> [THE TASK] Repeat exactly, and only, the lines of the entries below from the one with "impl fmt::Display for" through the one with "let mut sorted = heights.clone();", both ends included.

> [PROVIDED ENTRIES]

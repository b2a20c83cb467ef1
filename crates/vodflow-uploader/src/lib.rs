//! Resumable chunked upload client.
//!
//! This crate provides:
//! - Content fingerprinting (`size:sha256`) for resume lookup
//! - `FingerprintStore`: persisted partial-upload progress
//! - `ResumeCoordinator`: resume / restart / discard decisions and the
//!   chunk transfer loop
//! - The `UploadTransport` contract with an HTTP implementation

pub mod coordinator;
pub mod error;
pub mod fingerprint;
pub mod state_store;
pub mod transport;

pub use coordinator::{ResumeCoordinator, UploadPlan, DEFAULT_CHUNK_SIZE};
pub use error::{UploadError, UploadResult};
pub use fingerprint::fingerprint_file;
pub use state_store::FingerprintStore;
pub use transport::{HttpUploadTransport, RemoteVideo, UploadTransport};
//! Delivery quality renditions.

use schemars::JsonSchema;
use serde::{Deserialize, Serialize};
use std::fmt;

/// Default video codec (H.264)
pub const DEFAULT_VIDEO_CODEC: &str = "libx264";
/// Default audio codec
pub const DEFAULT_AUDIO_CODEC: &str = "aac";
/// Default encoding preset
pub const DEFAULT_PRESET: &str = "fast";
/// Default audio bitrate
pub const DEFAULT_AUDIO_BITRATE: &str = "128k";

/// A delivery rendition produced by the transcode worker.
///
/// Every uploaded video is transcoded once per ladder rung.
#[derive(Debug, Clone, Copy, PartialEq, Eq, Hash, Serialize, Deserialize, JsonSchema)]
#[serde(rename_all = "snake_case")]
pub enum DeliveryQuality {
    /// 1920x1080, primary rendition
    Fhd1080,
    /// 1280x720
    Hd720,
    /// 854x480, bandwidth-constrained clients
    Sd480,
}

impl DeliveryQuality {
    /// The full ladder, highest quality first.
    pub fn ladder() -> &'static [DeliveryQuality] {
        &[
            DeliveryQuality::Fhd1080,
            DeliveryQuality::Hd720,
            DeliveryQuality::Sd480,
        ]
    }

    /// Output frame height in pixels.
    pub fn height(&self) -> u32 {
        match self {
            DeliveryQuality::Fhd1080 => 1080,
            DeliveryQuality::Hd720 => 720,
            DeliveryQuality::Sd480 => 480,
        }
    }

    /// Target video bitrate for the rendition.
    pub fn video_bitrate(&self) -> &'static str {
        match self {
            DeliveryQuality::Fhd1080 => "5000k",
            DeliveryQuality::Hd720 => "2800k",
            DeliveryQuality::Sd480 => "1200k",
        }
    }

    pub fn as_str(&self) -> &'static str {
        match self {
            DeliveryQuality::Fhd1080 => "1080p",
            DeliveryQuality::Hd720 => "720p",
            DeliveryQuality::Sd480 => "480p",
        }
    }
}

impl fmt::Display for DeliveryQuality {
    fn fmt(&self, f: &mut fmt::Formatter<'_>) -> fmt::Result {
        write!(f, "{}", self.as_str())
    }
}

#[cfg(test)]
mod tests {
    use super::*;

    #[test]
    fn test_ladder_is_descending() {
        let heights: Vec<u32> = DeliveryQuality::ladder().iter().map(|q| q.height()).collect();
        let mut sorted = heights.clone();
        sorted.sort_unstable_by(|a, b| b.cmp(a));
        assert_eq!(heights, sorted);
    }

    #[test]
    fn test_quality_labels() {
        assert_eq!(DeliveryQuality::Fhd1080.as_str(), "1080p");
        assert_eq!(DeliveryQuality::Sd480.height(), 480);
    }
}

> [EXERCISE SOLUTION]
impl fmt::Display for DeliveryQuality {
    fn fmt(&self, f: &mut fmt::Formatter<'_>) -> fmt::Result {
        write!(f, "{}", self.as_str())
    }
}

#[cfg(test)]
mod tests {
    use super::*;

    #[test]
    fn test_ladder_is_descending() {
        let heights: Vec<u32> = DeliveryQuality::ladder().iter().map(|q| q.height()).collect();
        let mut sorted = heights.clone();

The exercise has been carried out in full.